# Introduce yourself as your past MISTYPE!!!



## Doll (Sep 6, 2012)

We've ALL been there. 

We've ALL mistyped ourselves in the past. 

We've ALL relied on stereotyped information to get us through the enneagram before we developed a deeper understanding.

Here is the chance to mock yourself.

Hello, my name is Doll and I am a 9w1. I like staring into space and daydreaming and pretending nothing else exists. I also like making peace.
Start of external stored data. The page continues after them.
//! Monitor cycle coordinating link, leads and display
//!
//! The monitor owns every piece of runtime state and is driven from a
//! periodic tick. One call to [`Monitor::cycle`]:
//!
//! 1. Polls the host link for at most one completed line
//! 2. Feeds it to the heartbeat monitor
//! 3. Checks the heartbeat timeout
//! 4. Redraws the link row if the link state changed
//! 5. Samples the leads-off pins and redraws the lead row on change
//! 6. Sends one telemetry line to the host
//!
//! The cycle never fails. I/O errors are collected in the returned
//! [`CycleReport`] and the next tick simply tries again. A row whose redraw
//! failed stays stale and is redrawn every cycle until a write succeeds.

use heapless::Vec;

use leadlink_hal::{AnalogInput, InputPin, SerialRx, SerialTx};
use leadlink_protocol::{LineTokenizer, Telemetry};

use crate::config::MonitorConfig;
use crate::heartbeat::HeartbeatMonitor;
use crate::leads::LeadFaultDetector;
use crate::presenter::Presenter;
use crate::state::{ConnectionState, EdgeDetector, LeadPlacement};
use crate::traits::{DisplayBackend, DisplayError};

/// Maximum faults a single cycle can produce
pub const MAX_CYCLE_FAULTS: usize = 4;

/// Non-fatal I/O failures seen during a cycle
#[derive(Debug, Clone, Copy, PartialEq, Eq)]
#[cfg_attr(feature = "defmt", derive(defmt::Format))]
pub enum CycleFault {
    /// Reading from the host link failed
    SerialRead,
    /// Writing telemetry to the host link failed
    SerialWrite,
    /// Analog conversion failed, no telemetry sent
    Analog,
    /// A display row could not be redrawn
    Display(DisplayError),
}

/// What happened during one cycle
#[derive(Debug, Clone, Default, PartialEq, Eq)]
#[cfg_attr(feature = "defmt", derive(defmt::Format))]
pub struct CycleReport {
    /// New link state, if it changed
    pub connection: Option<ConnectionState>,
    /// New lead placement, if it changed
    pub lead_placement: Option<LeadPlacement>,
    /// Telemetry sent to the host
    pub telemetry: Option<Telemetry>,
    /// Failures encountered
    pub faults: Vec<CycleFault, MAX_CYCLE_FAULTS>,
}

impl CycleReport {
    fn fault(&mut self, fault: CycleFault) {
        let _ = self.faults.push(fault);
    }

    /// Check if any state changed
    pub fn changed(&self) -> bool {
        self.connection.is_some() || self.lead_placement.is_some()
    }
}

/// Monitor state and peripherals
///
/// - `L`: host serial link
/// - `P`, `N`: LO+ and LO- inputs
/// - `A`: ECG analog channel
/// - `D`: character display
pub struct Monitor<L, P, N, A, D> {
    /// Host serial link
    link: L,
    /// Leads-off inputs
    leads: LeadFaultDetector<P, N>,
    /// ECG signal
    analog: A,
    /// Display renderer
    presenter: Presenter<D>,
    /// Inbound line assembly
    tokenizer: LineTokenizer,
    /// Link state
    heartbeat: HeartbeatMonitor,
    /// Lead placement seen last cycle
    lead_placement: EdgeDetector<LeadPlacement>,
    /// Link row does not show the current link state
    connection_stale: bool,
    /// Lead row does not show the current lead placement
    lead_stale: bool,
}

impl<L, P, N, A, D> Monitor<L, P, N, A, D>
where
    L: SerialRx + SerialTx,
    P: InputPin,
    N: InputPin,
    A: AnalogInput,
    D: DisplayBackend,
{
    /// Create a monitor in the power-on state (Disconnected / Fault)
    pub fn new(
        link: L,
        leads: LeadFaultDetector<P, N>,
        analog: A,
        presenter: Presenter<D>,
        config: MonitorConfig,
    ) -> Self {
        Self {
            link,
            leads,
            analog,
            presenter,
            tokenizer: LineTokenizer::new(),
            heartbeat: HeartbeatMonitor::with_timeout(config.heartbeat_timeout_ms),
            lead_placement: EdgeDetector::new(LeadPlacement::Fault),
            connection_stale: true,
            lead_stale: true,
        }
    }

    /// Draw both status rows unconditionally
    ///
    /// Call once after the display is initialized so the screen shows the
    /// power-on state before the first transition. Both rows are attempted
    /// even if the first write fails; the first error is returned.
    pub fn boot(&mut self) -> Result<(), DisplayError> {
        let lead = self.draw_lead_placement();
        let link = self.draw_connection();
        lead.and(link)
    }

    /// Run one monitor cycle at time `now_ms` (ms since boot)
    pub fn cycle(&mut self, now_ms: u32) -> CycleReport {
        self.cycle_with_clock(|| now_ms)
    }

    /// Run one monitor cycle, reading `clock` (ms since boot) when needed
    ///
    /// The link is timed at the start of the cycle. Telemetry is stamped
    /// when it is sent, after any display writes.
    pub fn cycle_with_clock<C>(&mut self, mut clock: C) -> CycleReport
    where
        C: FnMut() -> u32,
    {
        let mut report = CycleReport::default();
        let now_ms = clock();

        let mut connection = match self.tokenizer.poll(&mut self.link) {
            Ok(Some(token)) => self.heartbeat.on_token(&token, now_ms),
            Ok(None) => None,
            Err(_) => {
                report.fault(CycleFault::SerialRead);
                None
            }
        };

        if let Some(state) = self.heartbeat.check_timeout(now_ms) {
            connection = Some(state);
        }

        if let Some(state) = connection {
            report.connection = Some(state);
            self.connection_stale = true;
        }
        if self.connection_stale {
            if let Err(e) = self.draw_connection() {
                report.fault(CycleFault::Display(e));
            }
        }

        let placement = self.leads.sample();
        if let Some(placement) = self.lead_placement.update(placement) {
            report.lead_placement = Some(placement);
            self.lead_stale = true;
        }
        if self.lead_stale {
            if let Err(e) = self.draw_lead_placement() {
                report.fault(CycleFault::Display(e));
            }
        }

        match self.analog.read() {
            Ok(sample) => {
                let telemetry = Telemetry::new(clock(), sample);
                match self.link.write_blocking(telemetry.to_line().as_bytes()) {
                    Ok(()) => report.telemetry = Some(telemetry),
                    Err(_) => report.fault(CycleFault::SerialWrite),
                }
            }
            Err(_) => report.fault(CycleFault::Analog),
        }

        report
    }

    fn draw_connection(&mut self) -> Result<(), DisplayError> {
        let result = self.presenter.render_connection(self.heartbeat.state());
        self.connection_stale = result.is_err();
        result
    }

    fn draw_lead_placement(&mut self) -> Result<(), DisplayError> {
        let result = self
            .presenter
            .render_lead_placement(self.lead_placement.current());
        self.lead_stale = result.is_err();
        result
    }

    pub fn connection_state(&self) -> ConnectionState {
        self.heartbeat.state()
    }

    pub fn lead_placement(&self) -> LeadPlacement {
        self.lead_placement.current()
    }

    pub fn heartbeat(&self) -> &HeartbeatMonitor {
        &self.heartbeat
    }

    pub fn presenter(&self) -> &Presenter<D> {
        &self.presenter
    }

    pub fn presenter_mut(&mut self) -> &mut Presenter<D> {
        &mut self.presenter
    }
}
(This marvelous idea originates from a Skype conversation with @_Cosmic Orgasm_. I'm not shirking her of any credit. Even though I am a 9 and shirking is what 9s do best.)


----------



## -Alpha- (Dec 30, 2013)

I'm Alpha and I'm an 8w7 because an online quiz tells me so and I think enneagram is hoakey.

I get kinda mad sometimes. I guess.


----------



## Doll (Sep 6, 2012)

-Alpha- said:


> I'm Alpha and I'm an 8w7 because an online quiz tells me so and I think enneagram is hoakey.
> 
> I get kinda mad sometimes. I guess.


Omg! An online quiz also told me I was an INFP, and all INFPs have to be 9s!!! THIS TOTALLY MAKES SENSE.


----------



## d e c a d e n t (Apr 21, 2013)

Hi, I'm Nonsense Kink, and I'm a 9, because I like comfort, daydreaming and not being miserable 24/7. Plus I'm lazy and a bit passive-aggressive.

...Or I'm a 4 because I _do _get miserable a lot. I'm so emotional and stuff.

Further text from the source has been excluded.